Chivhe Kolis of Maharashtra
The Chivhe Koli, or Chive Koli is a clan of Koli caste found in the Indian state of Maharashtra. Chivhe Kolis were Naiks of Purandar fort served in Maratha Empire of Shivaji.[1] Chivhe Kolis were soldiers, cultivators and Vatandar in Maratha Empire and also in Bidar Sultanate and received the title of Sarnaik from Bidar Badshah.[2]
Rebellion
The Chivhe Kolis of Purandar revolted against the Peshwa government because of the appointing of new Sarnaik named Abhaji Purandare who was a Brahmin by caste. Chivhe Kolis were not in favour of Abhaji Purandare because they were Vatandar and Purandare was controlling their rights on land. Thereupon, Abhaji Purandare dismissed all of them and appointed fresh fortkeepers.
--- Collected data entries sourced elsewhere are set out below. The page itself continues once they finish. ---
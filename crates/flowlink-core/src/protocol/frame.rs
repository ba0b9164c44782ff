//! Stream lane frame (JSON payload of a `data:` line).
//!
//! One decoded unit of an incrementally generated response, on either
//! transport: chunked-HTTP bodies carry these directly, socket responses
//! carry them in the envelope `data` field.

use serde::{Deserialize, Serialize};

/// Frame kind discriminator (field name is `type` in JSON).
#[derive(Debug, Clone, Copy, PartialEq, Eq, Serialize, Deserialize)]
#[serde(rename_all = "lowercase")]
pub enum FrameKind {
    /// Incremental content; consumers concatenate in arrival order.
    Chunk,
    /// Terminal: generation finished, no further chunks follow.
    Complete,
    /// Terminal: generation failed, `content` carries the message.
    Error,
}

/// One streaming frame.
#[derive(Debug, Clone, Serialize, Deserialize)]
pub struct StreamFrame {
    #[serde(rename = "type")]
    pub kind: FrameKind,
    #[serde(default)]
    pub content: String,
    #[serde(default, skip_serializing_if = "Option::is_none")]
    pub conversation_id: Option<String>,
}

impl StreamFrame {
    /// True for `complete` and `error`.
    pub fn is_terminal(&self) -> bool {
        matches!(self.kind, FrameKind::Complete | FrameKind::Error)
    }
}
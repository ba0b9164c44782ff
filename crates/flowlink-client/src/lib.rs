//! flowlink client library entry.
//!
//! This crate wires the config, event bus, connection manager, chunked-HTTP
//! streamer, and streaming orchestrator into a cohesive client stack. It is
//! intended to be consumed through [`client::FlowlinkClient`] by the binary
//! (`main.rs`) and by integration tests.

pub mod client;
pub mod config;
pub mod dispatch;
pub mod obs;
pub mod stream;
pub mod transport;

pub use client::FlowlinkClient;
After that 400 Chivhe Kolis entered and captured the fort by killing officers and took control of garrison. a duty imposed on the surrounding villages. they brought out their weapons and proceeded to seize control of the fort on 7 May 1764. Five days later they took the fort of Rudramal. Interestingly, they appointed a Brahman, Visaji Kesava to superintend affairs within the fort. They also began to appropriate the state and private property in the fort for safe-keeping. Peshwa Raghunathrao had went to fort to worship the temple but there peshwa was captured by them. Finally, the garrison despatched horsemen and began to collect tribute from adjoining regions. Reproved for this, Kondaji Naik Chivhe wrote to the Peshwa: ‘Then how is the master’s fort to be safeguarded by us on empty stomachs?’; and demanded a years’ pay and pro visions. The infuriated Raghunathrao despatched Maratha troops to punish the insurgents Kolis but Maratha army was unable to enter the fortresses controlled by Chivhe Kolis. Peshwa began seizing the families of the insurgents (Chivhe Kolis), beating and maltreating the women and children, and burning villages.The insurgents were quite aware of the tensions between Raghunathrao and his nephew, and sent a delegation with protestations of loyalty to the camp of Madhavrao, then on the Mysore frontier. Raghunathrao’s attempts for repression also failed to the insurgents, who had ‘taken the tiger- hunters’ oath’, and he now decided to win over the garrison to his side by reinstating them.[3]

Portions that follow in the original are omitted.